§ **Exercise aim**
Scan the listing that follows and report how many lines contain "filename". Write the number alone.

§ **Records for the task**
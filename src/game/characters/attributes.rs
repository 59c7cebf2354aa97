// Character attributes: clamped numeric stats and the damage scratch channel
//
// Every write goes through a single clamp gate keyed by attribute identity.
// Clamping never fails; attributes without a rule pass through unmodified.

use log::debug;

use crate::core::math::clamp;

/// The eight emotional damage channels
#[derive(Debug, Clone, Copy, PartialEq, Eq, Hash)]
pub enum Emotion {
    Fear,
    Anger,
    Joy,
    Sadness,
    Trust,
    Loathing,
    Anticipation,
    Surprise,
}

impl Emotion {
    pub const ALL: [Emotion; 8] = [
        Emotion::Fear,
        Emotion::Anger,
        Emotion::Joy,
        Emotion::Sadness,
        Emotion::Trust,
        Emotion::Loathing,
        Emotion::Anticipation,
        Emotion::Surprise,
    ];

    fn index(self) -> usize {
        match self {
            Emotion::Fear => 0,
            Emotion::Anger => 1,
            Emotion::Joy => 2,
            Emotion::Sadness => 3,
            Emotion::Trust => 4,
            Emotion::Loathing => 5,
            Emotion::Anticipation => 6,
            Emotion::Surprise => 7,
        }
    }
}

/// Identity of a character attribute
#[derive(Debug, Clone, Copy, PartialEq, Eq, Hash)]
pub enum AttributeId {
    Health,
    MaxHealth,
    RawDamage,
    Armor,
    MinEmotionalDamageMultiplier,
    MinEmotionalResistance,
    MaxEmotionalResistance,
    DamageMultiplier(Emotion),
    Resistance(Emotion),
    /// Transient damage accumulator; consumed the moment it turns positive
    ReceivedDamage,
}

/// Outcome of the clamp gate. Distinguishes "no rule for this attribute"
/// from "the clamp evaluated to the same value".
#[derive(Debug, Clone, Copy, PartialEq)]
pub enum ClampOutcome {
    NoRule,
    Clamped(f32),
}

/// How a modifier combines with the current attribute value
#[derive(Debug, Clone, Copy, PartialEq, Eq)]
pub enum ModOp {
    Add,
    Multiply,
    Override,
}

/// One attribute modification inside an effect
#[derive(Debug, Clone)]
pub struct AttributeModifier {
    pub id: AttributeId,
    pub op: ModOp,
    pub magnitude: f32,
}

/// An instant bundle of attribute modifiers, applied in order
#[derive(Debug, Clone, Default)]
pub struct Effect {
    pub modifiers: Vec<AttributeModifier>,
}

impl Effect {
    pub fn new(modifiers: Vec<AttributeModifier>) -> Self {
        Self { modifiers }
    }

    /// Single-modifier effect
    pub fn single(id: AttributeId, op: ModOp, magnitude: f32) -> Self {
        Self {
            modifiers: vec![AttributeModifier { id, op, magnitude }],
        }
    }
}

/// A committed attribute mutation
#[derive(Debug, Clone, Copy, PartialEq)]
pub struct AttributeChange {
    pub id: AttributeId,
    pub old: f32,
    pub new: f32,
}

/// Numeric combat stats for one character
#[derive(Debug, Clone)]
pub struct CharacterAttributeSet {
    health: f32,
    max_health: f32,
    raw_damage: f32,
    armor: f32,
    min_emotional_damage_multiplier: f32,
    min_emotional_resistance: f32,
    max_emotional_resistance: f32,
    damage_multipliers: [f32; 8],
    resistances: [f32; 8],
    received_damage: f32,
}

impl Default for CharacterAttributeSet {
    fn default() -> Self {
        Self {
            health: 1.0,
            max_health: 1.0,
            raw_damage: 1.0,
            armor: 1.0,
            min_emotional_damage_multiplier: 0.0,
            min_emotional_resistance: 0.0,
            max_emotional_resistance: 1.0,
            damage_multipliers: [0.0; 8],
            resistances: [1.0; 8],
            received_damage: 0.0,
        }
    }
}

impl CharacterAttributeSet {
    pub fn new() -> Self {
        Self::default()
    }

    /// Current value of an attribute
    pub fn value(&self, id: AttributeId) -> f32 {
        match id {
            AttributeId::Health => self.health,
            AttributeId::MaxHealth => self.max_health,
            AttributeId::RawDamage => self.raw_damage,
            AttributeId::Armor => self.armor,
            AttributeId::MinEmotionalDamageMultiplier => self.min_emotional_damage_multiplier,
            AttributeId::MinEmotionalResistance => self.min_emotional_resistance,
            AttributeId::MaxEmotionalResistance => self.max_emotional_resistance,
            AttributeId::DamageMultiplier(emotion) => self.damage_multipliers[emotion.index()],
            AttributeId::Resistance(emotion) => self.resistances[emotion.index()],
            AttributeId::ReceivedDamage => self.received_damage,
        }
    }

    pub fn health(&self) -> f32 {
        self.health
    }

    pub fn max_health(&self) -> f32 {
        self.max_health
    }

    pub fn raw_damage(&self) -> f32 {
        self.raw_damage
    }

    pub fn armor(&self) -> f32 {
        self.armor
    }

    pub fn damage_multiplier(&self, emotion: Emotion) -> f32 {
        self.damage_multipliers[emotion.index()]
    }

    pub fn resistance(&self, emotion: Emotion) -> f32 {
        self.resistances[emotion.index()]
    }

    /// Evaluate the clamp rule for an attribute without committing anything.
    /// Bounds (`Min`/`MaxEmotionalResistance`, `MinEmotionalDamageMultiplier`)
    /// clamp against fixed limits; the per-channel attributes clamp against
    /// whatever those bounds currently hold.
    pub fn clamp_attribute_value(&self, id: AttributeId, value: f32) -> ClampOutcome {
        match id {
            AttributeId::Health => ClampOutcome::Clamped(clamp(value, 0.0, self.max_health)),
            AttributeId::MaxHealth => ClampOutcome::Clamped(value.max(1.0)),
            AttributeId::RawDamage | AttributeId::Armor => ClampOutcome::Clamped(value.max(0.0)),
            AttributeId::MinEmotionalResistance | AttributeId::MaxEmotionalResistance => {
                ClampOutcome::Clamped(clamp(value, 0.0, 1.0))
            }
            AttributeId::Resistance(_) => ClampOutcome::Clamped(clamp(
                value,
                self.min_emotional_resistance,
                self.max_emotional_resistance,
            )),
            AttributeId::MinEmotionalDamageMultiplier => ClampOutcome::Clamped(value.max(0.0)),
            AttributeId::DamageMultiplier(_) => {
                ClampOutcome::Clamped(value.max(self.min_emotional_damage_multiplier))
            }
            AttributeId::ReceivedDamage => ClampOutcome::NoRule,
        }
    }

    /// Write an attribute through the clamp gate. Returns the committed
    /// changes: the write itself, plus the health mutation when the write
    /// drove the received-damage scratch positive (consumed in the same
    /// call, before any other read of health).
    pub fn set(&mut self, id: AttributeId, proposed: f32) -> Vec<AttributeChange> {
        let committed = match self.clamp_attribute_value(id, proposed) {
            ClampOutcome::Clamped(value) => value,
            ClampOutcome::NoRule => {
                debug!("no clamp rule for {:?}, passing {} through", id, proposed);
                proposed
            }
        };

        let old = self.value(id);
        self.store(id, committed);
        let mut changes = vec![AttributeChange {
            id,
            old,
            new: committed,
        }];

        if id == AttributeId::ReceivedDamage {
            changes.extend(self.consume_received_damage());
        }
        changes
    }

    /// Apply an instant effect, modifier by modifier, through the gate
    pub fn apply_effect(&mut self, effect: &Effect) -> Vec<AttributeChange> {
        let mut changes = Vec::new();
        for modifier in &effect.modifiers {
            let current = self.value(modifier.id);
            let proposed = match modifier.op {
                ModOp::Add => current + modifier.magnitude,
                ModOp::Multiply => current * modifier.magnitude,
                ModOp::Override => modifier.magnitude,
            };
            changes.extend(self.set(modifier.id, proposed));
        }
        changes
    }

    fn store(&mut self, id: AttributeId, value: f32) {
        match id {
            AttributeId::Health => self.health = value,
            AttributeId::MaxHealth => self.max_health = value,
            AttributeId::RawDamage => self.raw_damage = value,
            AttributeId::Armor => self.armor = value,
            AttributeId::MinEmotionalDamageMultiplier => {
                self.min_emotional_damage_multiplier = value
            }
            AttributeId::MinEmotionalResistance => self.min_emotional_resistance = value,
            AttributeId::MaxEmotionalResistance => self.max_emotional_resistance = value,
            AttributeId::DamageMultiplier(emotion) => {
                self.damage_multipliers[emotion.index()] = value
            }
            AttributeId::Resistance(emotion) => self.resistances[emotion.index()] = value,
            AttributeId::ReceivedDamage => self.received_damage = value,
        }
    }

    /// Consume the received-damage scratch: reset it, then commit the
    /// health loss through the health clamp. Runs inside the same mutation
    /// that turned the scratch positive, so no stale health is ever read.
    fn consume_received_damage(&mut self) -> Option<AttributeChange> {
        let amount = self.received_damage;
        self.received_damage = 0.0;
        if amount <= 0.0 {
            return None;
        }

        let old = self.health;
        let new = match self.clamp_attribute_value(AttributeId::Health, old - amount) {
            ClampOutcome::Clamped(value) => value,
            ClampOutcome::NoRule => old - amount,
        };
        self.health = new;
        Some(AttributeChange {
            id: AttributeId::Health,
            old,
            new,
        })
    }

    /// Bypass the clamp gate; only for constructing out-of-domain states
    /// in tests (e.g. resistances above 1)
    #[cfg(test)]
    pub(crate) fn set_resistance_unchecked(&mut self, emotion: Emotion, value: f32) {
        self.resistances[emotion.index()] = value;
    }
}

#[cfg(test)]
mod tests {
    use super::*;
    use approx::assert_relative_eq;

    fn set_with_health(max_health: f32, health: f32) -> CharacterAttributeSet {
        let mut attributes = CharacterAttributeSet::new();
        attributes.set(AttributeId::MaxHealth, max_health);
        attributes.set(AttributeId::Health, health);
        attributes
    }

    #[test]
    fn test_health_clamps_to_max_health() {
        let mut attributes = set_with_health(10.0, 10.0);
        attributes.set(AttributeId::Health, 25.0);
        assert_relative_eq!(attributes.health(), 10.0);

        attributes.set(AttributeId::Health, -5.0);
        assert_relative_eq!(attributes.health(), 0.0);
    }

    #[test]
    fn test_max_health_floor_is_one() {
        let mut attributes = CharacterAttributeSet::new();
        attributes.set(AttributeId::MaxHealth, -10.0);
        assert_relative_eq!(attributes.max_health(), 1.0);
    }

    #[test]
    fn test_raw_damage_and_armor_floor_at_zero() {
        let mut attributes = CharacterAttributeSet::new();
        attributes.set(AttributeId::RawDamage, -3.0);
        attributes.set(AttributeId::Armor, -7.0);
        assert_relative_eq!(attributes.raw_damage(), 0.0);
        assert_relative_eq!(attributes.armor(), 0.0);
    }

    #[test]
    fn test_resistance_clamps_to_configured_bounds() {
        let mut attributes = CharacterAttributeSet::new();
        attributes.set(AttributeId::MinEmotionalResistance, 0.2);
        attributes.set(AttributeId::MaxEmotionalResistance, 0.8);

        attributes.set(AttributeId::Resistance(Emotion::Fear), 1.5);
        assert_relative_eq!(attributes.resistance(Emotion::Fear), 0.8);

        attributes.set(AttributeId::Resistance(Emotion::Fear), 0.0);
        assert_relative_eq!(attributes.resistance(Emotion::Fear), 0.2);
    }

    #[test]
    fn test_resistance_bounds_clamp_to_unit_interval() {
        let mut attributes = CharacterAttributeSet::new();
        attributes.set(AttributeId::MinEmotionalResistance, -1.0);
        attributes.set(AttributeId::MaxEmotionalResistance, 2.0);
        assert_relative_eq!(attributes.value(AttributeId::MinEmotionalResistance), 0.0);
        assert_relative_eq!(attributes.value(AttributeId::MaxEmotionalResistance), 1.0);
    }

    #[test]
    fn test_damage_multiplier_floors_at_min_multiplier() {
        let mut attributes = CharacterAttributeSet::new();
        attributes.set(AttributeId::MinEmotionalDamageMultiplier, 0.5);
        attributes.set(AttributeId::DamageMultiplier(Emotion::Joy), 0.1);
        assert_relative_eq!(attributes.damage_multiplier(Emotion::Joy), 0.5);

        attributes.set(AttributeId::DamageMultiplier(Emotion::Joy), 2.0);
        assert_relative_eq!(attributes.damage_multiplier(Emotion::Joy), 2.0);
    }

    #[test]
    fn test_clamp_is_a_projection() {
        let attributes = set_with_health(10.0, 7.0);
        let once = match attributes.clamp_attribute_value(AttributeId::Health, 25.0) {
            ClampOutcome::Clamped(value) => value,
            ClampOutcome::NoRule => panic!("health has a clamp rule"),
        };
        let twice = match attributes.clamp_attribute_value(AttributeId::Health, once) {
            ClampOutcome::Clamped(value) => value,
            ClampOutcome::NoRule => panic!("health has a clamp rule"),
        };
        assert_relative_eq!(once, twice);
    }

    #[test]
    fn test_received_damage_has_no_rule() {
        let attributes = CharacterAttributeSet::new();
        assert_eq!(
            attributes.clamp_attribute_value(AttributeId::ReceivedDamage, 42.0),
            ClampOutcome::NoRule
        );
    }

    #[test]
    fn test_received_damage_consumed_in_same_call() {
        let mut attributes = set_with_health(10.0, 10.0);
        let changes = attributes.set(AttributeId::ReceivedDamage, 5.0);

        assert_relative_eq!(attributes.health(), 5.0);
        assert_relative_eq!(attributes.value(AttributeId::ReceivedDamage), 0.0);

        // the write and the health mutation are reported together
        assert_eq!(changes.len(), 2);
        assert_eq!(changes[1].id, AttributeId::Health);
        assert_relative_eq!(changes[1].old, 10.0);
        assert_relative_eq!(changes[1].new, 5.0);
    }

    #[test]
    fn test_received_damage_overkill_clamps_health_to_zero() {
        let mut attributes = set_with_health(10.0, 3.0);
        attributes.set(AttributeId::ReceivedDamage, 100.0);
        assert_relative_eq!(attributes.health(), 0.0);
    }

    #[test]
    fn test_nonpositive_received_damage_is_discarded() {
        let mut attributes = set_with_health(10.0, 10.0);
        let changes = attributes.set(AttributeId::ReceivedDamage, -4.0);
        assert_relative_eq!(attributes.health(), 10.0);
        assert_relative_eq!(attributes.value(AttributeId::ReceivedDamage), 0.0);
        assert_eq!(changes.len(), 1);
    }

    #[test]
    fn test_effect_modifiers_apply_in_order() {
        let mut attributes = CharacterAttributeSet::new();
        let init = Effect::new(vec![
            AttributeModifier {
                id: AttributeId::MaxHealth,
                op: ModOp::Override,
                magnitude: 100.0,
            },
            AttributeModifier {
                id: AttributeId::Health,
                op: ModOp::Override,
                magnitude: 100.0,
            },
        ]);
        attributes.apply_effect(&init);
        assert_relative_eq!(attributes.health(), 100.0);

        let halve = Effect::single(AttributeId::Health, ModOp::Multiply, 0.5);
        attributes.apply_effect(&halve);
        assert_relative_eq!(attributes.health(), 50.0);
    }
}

--

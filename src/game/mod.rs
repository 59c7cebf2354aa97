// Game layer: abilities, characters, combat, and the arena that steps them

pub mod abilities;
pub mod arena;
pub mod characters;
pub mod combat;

* * *

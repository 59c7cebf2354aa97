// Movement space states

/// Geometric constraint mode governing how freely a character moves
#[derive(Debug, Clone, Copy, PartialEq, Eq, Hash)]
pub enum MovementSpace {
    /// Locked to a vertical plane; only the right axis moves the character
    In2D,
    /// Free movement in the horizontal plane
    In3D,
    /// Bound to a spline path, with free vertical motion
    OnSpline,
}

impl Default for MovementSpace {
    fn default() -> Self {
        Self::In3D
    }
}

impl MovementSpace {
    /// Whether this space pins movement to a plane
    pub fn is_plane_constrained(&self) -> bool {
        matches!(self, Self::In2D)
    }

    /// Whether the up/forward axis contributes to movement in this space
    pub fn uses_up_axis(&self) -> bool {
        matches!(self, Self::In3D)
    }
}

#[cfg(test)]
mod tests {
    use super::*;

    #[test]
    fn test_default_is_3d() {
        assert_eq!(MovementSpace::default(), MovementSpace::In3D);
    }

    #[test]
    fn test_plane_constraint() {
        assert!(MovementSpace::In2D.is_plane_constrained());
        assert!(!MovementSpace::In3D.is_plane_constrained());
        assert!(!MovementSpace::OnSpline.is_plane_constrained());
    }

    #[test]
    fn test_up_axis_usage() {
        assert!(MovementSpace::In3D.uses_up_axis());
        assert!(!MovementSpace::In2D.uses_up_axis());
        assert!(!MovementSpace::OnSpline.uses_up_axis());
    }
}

§ **Answer area**
2